## Exercise data
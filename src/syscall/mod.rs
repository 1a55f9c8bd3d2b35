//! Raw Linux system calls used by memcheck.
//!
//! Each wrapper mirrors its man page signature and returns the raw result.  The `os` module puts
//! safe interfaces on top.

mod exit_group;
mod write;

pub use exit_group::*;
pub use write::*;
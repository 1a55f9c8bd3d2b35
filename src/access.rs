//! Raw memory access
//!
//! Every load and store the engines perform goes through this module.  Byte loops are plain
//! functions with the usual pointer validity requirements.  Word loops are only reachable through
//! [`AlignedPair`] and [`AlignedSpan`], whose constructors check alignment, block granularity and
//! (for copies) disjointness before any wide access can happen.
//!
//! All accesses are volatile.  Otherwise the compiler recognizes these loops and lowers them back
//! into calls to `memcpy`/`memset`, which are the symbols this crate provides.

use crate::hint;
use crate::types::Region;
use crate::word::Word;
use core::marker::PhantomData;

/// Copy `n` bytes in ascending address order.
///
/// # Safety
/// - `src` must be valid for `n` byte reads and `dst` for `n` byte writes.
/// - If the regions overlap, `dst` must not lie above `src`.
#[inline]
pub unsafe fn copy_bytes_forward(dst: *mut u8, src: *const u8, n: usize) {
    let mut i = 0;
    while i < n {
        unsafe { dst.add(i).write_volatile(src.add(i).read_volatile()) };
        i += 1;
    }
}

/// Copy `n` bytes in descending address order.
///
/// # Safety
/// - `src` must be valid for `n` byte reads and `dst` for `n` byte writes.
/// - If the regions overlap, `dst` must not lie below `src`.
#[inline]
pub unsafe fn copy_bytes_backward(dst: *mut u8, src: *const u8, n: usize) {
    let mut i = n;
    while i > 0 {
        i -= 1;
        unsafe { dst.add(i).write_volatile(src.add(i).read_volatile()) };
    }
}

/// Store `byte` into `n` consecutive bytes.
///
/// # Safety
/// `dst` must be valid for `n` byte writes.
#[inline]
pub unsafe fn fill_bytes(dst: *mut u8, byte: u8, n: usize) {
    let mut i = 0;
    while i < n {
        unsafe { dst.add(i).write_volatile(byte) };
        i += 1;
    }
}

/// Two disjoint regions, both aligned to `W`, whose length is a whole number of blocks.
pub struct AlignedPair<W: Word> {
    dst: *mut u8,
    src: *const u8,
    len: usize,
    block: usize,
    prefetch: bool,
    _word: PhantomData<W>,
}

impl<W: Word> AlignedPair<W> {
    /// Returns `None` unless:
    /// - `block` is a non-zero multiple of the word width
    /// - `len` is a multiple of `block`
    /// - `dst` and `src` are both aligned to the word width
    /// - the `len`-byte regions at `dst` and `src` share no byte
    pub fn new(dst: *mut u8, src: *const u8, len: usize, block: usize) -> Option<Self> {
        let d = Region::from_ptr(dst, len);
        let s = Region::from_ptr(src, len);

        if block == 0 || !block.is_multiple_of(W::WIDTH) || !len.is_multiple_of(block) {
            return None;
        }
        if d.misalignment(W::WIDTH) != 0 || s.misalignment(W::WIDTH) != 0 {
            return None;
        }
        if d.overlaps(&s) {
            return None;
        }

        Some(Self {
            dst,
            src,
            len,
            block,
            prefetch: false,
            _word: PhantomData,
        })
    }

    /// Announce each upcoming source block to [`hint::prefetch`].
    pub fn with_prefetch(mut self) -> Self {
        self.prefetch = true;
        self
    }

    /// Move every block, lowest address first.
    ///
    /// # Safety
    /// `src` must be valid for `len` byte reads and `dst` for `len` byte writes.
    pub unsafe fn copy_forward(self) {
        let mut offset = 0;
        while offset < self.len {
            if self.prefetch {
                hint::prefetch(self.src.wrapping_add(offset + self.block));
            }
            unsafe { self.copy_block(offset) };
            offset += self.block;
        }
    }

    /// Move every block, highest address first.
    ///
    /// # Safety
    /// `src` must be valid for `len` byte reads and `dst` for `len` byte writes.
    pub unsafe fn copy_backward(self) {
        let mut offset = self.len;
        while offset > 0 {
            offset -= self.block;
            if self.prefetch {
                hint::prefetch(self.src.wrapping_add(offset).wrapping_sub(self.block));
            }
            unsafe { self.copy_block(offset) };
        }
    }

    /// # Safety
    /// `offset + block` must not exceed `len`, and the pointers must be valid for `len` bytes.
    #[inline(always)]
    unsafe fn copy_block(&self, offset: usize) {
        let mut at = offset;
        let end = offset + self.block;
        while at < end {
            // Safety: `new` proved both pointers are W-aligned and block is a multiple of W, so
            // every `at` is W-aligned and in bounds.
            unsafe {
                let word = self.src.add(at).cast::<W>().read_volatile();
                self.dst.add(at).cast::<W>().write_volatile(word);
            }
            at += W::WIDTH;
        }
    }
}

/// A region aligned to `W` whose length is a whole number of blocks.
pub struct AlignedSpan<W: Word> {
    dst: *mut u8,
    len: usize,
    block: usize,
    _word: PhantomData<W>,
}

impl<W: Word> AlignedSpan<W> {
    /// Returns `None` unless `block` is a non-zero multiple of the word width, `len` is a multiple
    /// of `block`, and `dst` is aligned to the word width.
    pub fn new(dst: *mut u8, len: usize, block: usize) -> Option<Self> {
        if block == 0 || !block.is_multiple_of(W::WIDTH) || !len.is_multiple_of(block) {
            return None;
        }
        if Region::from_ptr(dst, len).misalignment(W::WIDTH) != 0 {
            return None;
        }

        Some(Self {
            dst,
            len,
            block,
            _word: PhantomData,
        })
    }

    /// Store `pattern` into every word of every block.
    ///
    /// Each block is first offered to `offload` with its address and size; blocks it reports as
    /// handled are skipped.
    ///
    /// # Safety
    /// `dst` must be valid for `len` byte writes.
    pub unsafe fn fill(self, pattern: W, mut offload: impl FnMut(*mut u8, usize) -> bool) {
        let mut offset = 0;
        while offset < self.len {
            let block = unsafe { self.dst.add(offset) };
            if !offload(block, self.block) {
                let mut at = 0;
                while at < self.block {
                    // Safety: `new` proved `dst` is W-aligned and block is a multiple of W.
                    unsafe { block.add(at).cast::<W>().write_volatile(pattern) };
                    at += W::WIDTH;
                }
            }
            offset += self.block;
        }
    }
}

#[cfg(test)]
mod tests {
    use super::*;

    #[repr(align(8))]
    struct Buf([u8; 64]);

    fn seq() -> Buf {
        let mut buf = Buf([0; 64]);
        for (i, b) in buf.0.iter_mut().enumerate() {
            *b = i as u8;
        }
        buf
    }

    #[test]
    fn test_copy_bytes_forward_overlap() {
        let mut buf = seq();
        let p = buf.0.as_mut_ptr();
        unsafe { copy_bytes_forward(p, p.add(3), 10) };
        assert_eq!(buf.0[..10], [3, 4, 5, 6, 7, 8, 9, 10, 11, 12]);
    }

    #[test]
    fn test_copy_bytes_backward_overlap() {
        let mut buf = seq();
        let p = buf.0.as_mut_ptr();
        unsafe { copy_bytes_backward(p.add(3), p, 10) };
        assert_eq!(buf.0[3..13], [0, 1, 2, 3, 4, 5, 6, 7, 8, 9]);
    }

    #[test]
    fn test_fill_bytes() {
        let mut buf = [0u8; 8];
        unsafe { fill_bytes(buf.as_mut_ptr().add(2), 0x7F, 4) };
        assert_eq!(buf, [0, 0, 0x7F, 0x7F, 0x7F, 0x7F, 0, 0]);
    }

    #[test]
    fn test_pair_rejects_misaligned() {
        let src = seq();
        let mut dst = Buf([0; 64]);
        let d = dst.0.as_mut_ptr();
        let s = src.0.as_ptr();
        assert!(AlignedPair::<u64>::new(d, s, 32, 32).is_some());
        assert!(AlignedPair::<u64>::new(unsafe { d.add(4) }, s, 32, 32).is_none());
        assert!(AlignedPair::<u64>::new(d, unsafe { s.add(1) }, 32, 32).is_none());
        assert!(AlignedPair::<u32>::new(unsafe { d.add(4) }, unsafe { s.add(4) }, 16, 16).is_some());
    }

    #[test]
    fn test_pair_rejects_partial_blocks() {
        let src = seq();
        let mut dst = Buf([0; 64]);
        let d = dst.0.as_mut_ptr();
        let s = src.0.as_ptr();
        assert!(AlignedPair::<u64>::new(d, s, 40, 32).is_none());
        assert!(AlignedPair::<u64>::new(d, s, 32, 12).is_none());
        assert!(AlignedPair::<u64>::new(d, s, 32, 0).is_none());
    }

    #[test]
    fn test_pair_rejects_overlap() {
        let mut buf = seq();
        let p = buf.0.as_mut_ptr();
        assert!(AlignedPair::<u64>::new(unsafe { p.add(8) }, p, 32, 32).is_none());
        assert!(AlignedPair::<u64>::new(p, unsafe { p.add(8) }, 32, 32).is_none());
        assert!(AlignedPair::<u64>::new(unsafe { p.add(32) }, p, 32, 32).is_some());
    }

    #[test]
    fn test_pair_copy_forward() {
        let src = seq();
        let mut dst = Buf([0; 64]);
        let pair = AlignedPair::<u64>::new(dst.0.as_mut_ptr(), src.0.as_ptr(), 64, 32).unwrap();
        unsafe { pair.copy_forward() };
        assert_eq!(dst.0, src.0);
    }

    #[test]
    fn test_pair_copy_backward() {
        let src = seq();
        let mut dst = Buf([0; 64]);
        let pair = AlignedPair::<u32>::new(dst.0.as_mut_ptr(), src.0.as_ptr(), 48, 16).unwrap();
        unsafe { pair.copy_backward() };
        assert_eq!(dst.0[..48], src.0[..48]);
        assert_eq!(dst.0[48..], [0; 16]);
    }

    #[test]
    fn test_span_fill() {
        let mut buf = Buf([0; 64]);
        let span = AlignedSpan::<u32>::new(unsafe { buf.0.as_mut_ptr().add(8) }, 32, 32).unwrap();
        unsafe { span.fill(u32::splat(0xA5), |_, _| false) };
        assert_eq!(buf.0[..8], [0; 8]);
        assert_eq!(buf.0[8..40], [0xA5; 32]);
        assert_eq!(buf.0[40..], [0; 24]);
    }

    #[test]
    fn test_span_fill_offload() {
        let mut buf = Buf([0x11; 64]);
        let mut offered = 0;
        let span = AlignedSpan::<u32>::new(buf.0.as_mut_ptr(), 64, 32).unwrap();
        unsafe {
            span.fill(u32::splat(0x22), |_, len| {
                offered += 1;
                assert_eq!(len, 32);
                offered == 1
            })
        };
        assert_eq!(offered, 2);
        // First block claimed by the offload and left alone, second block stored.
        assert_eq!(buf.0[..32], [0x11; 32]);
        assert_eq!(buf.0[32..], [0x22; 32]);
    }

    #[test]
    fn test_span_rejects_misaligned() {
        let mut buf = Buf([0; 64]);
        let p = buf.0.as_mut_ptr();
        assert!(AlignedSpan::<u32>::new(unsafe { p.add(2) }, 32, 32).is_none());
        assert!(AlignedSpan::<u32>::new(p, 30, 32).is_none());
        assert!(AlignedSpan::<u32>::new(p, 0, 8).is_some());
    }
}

--

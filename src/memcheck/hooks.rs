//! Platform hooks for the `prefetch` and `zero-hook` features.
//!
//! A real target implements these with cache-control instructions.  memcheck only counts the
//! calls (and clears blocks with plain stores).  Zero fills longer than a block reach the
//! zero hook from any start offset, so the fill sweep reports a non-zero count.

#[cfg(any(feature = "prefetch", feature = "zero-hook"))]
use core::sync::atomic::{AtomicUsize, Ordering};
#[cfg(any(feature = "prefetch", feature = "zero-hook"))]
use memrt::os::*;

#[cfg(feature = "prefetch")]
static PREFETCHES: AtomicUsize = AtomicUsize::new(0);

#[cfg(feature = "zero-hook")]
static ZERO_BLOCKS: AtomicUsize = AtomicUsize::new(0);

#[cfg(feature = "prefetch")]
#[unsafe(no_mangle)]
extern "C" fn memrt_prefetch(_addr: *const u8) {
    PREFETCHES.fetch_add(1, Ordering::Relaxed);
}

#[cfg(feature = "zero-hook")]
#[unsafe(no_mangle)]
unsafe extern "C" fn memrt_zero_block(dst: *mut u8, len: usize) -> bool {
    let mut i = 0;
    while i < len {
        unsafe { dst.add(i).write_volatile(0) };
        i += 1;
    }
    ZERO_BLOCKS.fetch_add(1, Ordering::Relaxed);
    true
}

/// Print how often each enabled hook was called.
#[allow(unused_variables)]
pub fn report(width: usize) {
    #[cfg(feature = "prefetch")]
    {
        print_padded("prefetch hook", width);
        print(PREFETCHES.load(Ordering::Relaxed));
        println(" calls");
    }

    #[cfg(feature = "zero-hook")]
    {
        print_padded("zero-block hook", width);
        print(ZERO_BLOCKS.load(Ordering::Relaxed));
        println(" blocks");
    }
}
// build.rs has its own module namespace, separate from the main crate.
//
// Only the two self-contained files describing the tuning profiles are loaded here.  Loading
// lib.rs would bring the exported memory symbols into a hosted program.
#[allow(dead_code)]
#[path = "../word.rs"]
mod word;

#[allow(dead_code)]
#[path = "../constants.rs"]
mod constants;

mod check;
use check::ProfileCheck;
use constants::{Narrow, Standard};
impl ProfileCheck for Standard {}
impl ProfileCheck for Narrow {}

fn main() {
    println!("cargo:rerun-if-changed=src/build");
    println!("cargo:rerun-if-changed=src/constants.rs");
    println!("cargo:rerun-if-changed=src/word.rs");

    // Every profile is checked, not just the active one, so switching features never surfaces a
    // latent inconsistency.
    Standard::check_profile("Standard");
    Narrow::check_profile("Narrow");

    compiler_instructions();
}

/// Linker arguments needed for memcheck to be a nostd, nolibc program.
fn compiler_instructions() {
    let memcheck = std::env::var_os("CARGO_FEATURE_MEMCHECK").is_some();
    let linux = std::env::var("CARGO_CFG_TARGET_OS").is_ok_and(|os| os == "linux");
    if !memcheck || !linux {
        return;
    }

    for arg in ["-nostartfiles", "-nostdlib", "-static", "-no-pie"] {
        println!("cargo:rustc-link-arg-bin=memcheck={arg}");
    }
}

## What you need to do
Search the entries for the word "memory" and copy every line that holds it.

## Exercise response
//! Raw memory access
// lib.rs would bring the exported memory symbols into a hosted program.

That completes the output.